Diabetic shaking is described to look very much like the shakes that you see in people with early-stage Parkinson’s disease. Your legs and hands may tremble uncontrollably, and some people experience spontaneous muscle cramps along with diabetic shaking. If you have experienced diabetic shaking, it is very important for you to begin managing your diabetes more effectively. When you experience this type of shaking, get something that will bring your blood sugar back up fast, such as a glass of orange juice or a soda. Keeping a glucose tablet within reach at all times is a good idea as well (, 2012).


Hypoglycemic Shaking


As stated above, diabetic shaking is normally caused by low blood sugar (hypoglycemia). There are several conditions that can cause hypoglycemia. For instance, you may take too high of a dose of insulin or perhaps your medication is set too high for you. It may also occur if you do not eat enough or you exercise more than usual. This occurs with children with type-1 diabetes quite often because they tend to skip meals. Drinking alcohol tends to lower blood sugar levels as well. This is why diabetics should not drink.

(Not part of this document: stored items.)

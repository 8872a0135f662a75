//! Token Dispatch
//!
//! A static table maps each `TokenKind` to the `StreamWriter` primitive
//! that writes it. Kinds with no writer equivalent have no entry and fail
//! with `UnsupportedTokenKind`.

use super::xml::StreamWriter;
use crate::error::{Error, Result};
use crate::reader::events::{TokenKind, XmlToken};
use crate::reader::stream::EventStream;
use std::io::Read;

/// Writes one token through a writer
pub type Handler = fn(&XmlToken, &mut dyn StreamWriter) -> Result<()>;

/// Indexed by `TokenKind::index()`
static HANDLERS: [Option<Handler>; TokenKind::COUNT] = [
    Some(write_start_document),
    Some(write_end_document),
    Some(write_start_element),
    Some(write_end_element),
    Some(write_characters),
    Some(write_cdata),
    Some(write_comment),
    Some(write_processing_instruction),
    Some(write_entity_reference),
    Some(write_namespace),
    Some(write_attribute),
    Some(write_dtd),
    Some(write_space),
    // EntityDeclaration
    None,
    // NotationDeclaration
    None,
];

/// Write a single token
pub fn write_token(token: &XmlToken, writer: &mut dyn StreamWriter) -> Result<()> {
    let kind = token.kind();
    match HANDLERS[kind.index()] {
        Some(handler) => handler(token, writer),
        None => Err(Error::UnsupportedTokenKind(kind)),
    }
}

fn wrong_kind(token: &XmlToken) -> Error {
    Error::UnsupportedTokenKind(token.kind())
}

fn write_start_document(token: &XmlToken, writer: &mut dyn StreamWriter) -> Result<()> {
    let XmlToken::StartDocument { version, encoding, .. } = token else {
        return Err(wrong_kind(token));
    };
    writer.write_start_document(version, encoding.as_deref())
}

fn write_end_document(_token: &XmlToken, writer: &mut dyn StreamWriter) -> Result<()> {
    writer.write_end_document()
}

fn write_start_element(token: &XmlToken, writer: &mut dyn StreamWriter) -> Result<()> {
    let XmlToken::StartElement(element) = token else {
        return Err(wrong_kind(token));
    };
    writer.write_start_element(&element.name)?;
    for namespace in &element.namespaces {
        writer.write_namespace(namespace)?;
    }
    for attribute in &element.attributes {
        writer.write_attribute(attribute)?;
    }
    Ok(())
}

fn write_end_element(_token: &XmlToken, writer: &mut dyn StreamWriter) -> Result<()> {
    writer.write_end_element()
}

fn write_characters(token: &XmlToken, writer: &mut dyn StreamWriter) -> Result<()> {
    let XmlToken::Characters(chars) = token else {
        return Err(wrong_kind(token));
    };
    writer.write_characters(&chars.text)
}

fn write_cdata(token: &XmlToken, writer: &mut dyn StreamWriter) -> Result<()> {
    let XmlToken::CData(text) = token else {
        return Err(wrong_kind(token));
    };
    writer.write_cdata(text)
}

fn write_comment(token: &XmlToken, writer: &mut dyn StreamWriter) -> Result<()> {
    let XmlToken::Comment(text) = token else {
        return Err(wrong_kind(token));
    };
    writer.write_comment(text)
}

fn write_processing_instruction(token: &XmlToken, writer: &mut dyn StreamWriter) -> Result<()> {
    let XmlToken::ProcessingInstruction { target, data } = token else {
        return Err(wrong_kind(token));
    };
    writer.write_processing_instruction(target, data)
}

fn write_entity_reference(token: &XmlToken, writer: &mut dyn StreamWriter) -> Result<()> {
    let XmlToken::EntityReference { name } = token else {
        return Err(wrong_kind(token));
    };
    writer.write_entity_ref(name)
}

fn write_namespace(token: &XmlToken, writer: &mut dyn StreamWriter) -> Result<()> {
    let XmlToken::Namespace(namespace) = token else {
        return Err(wrong_kind(token));
    };
    writer.write_namespace(namespace)
}

fn write_attribute(token: &XmlToken, writer: &mut dyn StreamWriter) -> Result<()> {
    let XmlToken::Attribute(attribute) = token else {
        return Err(wrong_kind(token));
    };
    writer.write_attribute(attribute)
}

fn write_dtd(token: &XmlToken, writer: &mut dyn StreamWriter) -> Result<()> {
    let XmlToken::Dtd(dtd) = token else {
        return Err(wrong_kind(token));
    };
    writer.write_dtd(dtd)
}

/// Space carries no content
fn write_space(_token: &XmlToken, _writer: &mut dyn StreamWriter) -> Result<()> {
    Ok(())
}

/// Writes tokens through an owned `StreamWriter`
pub struct EventDispatchWriter<W: StreamWriter> {
    writer: W,
}

impl<W: StreamWriter> EventDispatchWriter<W> {
    pub fn new(writer: W) -> Self {
        EventDispatchWriter { writer }
    }

    /// Write a single token
    pub fn write(&mut self, token: &XmlToken) -> Result<()> {
        write_token(token, &mut self.writer)
    }

    /// Copy every remaining token of `stream` into the writer.
    /// Returns the number of tokens written.
    pub fn drain<R: Read>(&mut self, stream: &mut EventStream<R>) -> Result<usize> {
        let mut written = 0;
        while let Some(token) = stream.next_token()? {
            self.write(&token)?;
            written += 1;
        }
        self.writer.flush()?;
        Ok(written)
    }

    /// Like `drain`, but leaves out StartDocument and EndDocument so the
    /// content can be embedded in a document that is already open
    pub fn drain_fragment<R: Read>(&mut self, stream: &mut EventStream<R>) -> Result<usize> {
        let mut written = 0;
        while let Some(token) = stream.next_token()? {
            if matches!(token, XmlToken::StartDocument { .. } | XmlToken::EndDocument) {
                continue;
            }
            self.write(&token)?;
            written += 1;
        }
        Ok(written)
    }

    pub fn get_ref(&self) -> &W {
        &self.writer
    }

    pub fn get_mut(&mut self) -> &mut W {
        &mut self.writer
    }

    pub fn into_inner(self) -> W {
        self.writer
    }
}

#[cfg(test)]
mod tests {
    use super::*;
    use crate::reader::events::{Attribute, Namespace, QName};
    use crate::reader::stream::StreamOptions;
    use crate::writer::xml::XmlWriter;
    use pretty_assertions::assert_eq;

    /// Records every primitive call
    #[derive(Default)]
    struct Recorder {
        calls: Vec<String>,
    }

    impl StreamWriter for Recorder {
        fn write_start_document(&mut self, version: &str, _encoding: Option<&str>) -> Result<()> {
            self.calls.push(format!("start_document {version}"));
            Ok(())
        }
        fn write_end_document(&mut self) -> Result<()> {
            self.calls.push("end_document".into());
            Ok(())
        }
        fn write_start_element(&mut self, name: &QName) -> Result<()> {
            self.calls.push(format!("start {}", name.qualified()));
            Ok(())
        }
        fn write_namespace(&mut self, namespace: &Namespace) -> Result<()> {
            self.calls.push(format!("ns {}={}", namespace.prefix, namespace.uri));
            Ok(())
        }
        fn write_attribute(&mut self, attribute: &Attribute) -> Result<()> {
            self.calls.push(format!("attr {}={}", attribute.name.qualified(), attribute.value));
            Ok(())
        }
        fn write_end_element(&mut self) -> Result<()> {
            self.calls.push("end".into());
            Ok(())
        }
        fn write_characters(&mut self, text: &str) -> Result<()> {
            self.calls.push(format!("text {text}"));
            Ok(())
        }
        fn write_cdata(&mut self, text: &str) -> Result<()> {
            self.calls.push(format!("cdata {text}"));
            Ok(())
        }
        fn write_comment(&mut self, text: &str) -> Result<()> {
            self.calls.push(format!("comment {text}"));
            Ok(())
        }
        fn write_processing_instruction(&mut self, target: &str, data: &str) -> Result<()> {
            self.calls.push(format!("pi {target} {data}"));
            Ok(())
        }
        fn write_entity_ref(&mut self, name: &str) -> Result<()> {
            self.calls.push(format!("entity {name}"));
            Ok(())
        }
        fn write_dtd(&mut self, dtd: &str) -> Result<()> {
            self.calls.push(format!("dtd {dtd}"));
            Ok(())
        }
        fn flush(&mut self) -> Result<()> {
            Ok(())
        }
    }

    #[test]
    fn test_unsupported_kinds_fail() {
        let mut dispatch = EventDispatchWriter::new(Recorder::default());
        let entity = XmlToken::EntityDeclaration {
            name: "e".into(),
            value: "v".into(),
        };
        let notation = XmlToken::NotationDeclaration {
            name: "n".into(),
            public_id: None,
            system_id: Some("n.dtd".into()),
        };
        assert!(matches!(
            dispatch.write(&entity),
            Err(Error::UnsupportedTokenKind(TokenKind::EntityDeclaration))
        ));
        assert!(matches!(
            dispatch.write(&notation),
            Err(Error::UnsupportedTokenKind(TokenKind::NotationDeclaration))
        ));
        assert!(dispatch.get_ref().calls.is_empty());
    }

    #[test]
    fn test_space_is_no_op() {
        let mut dispatch = EventDispatchWriter::new(Recorder::default());
        dispatch.write(&XmlToken::Space("\n  ".into())).unwrap();
        assert!(dispatch.get_ref().calls.is_empty());
    }

    #[test]
    fn test_start_element_order() {
        let mut element = crate::reader::events::StartElement::new(QName::new("p", "a", "urn:p"));
        element.namespaces.push(Namespace::new("p", "urn:p"));
        element.attributes.push(Attribute::new(QName::local("id"), "1"));
        let mut dispatch = EventDispatchWriter::new(Recorder::default());
        dispatch.write(&XmlToken::StartElement(element)).unwrap();
        assert_eq!(dispatch.into_inner().calls, vec!["start p:a", "ns p=urn:p", "attr id=1"]);
    }

    #[test]
    fn test_drain_reserializes() {
        let xml = "<?xml version=\"1.0\"?><a x=\"1\"><!--c--><b>t &amp; u</b><?pi d?></a>";
        let mut stream = EventStream::new(xml.as_bytes(), StreamOptions::default()).unwrap();
        let mut dispatch = EventDispatchWriter::new(XmlWriter::new(Vec::new()));
        dispatch.drain(&mut stream).unwrap();
        let out = String::from_utf8(dispatch.into_inner().into_inner()).unwrap();
        assert_eq!(
            out,
            "<?xml version=\"1.0\" encoding=\"UTF-8\"?><a x=\"1\"><!--c--><b>t &amp; u</b><?pi d?></a>"
        );
    }

    #[test]
    fn test_drain_fragment_skips_document_tokens() {
        let mut stream = EventStream::new(&b"<item>1</item>"[..], StreamOptions::default()).unwrap();
        let mut dispatch = EventDispatchWriter::new(Recorder::default());
        let written = dispatch.drain_fragment(&mut stream).unwrap();
        assert_eq!(written, 3);
        assert_eq!(dispatch.into_inner().calls, vec!["start item", "text 1", "end"]);
    }

    #[test]
    fn test_writer_failure_propagates() {
        let mut dispatch = EventDispatchWriter::new(XmlWriter::new(Vec::new()));
        assert!(matches!(
            dispatch.write(&XmlToken::EndElement(crate::reader::events::EndElement {
                name: QName::local("a")
            })),
            Err(Error::SessionMisuse(_))
        ));
    }
}
//! XML Reader Module
//!
//! - Buffered: growable byte window over any `Read`
//! - Events: owned XML token types
//! - Stream: `EventStream`, the forward-only token source

pub mod buffered;
pub mod events;
pub mod stream;

pub use events::{Attribute, Characters, EndElement, Namespace, QName, StartElement, TokenKind, XmlToken};
pub use stream::{EventStream, StreamOptions};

Family members and other members of your household should learn how to give glucagon injections in case you fall into a hypoglycemic state. By keeping a glucagon kit around the house, and ensuring that those close by know how to use it, you may save yourself a trip to the hospital.

People who are often around you should learn to be aware of the warning signs of hypoglycemia, such as diabetic shaking. If you think that you may be having a sugar low, don’t take any chances. Monitor your blood sugar levels immediately. Most doctors recommend that you check your blood sugar at least 4 times a day. This not only helps you to manage your blood sugar, but learn how your blood sugar is affected by different types of activities.

Finally, make sure to eat healthily and maintain regular eating habits. Exercises are essential too, but remember that exercise also lead to hypoglycemia. So, be sure to keep a glucose pill or snack on hand when you exercise. When you are diabetic, it is easy to become dehydrated, so, be sure to drink lots of water as well.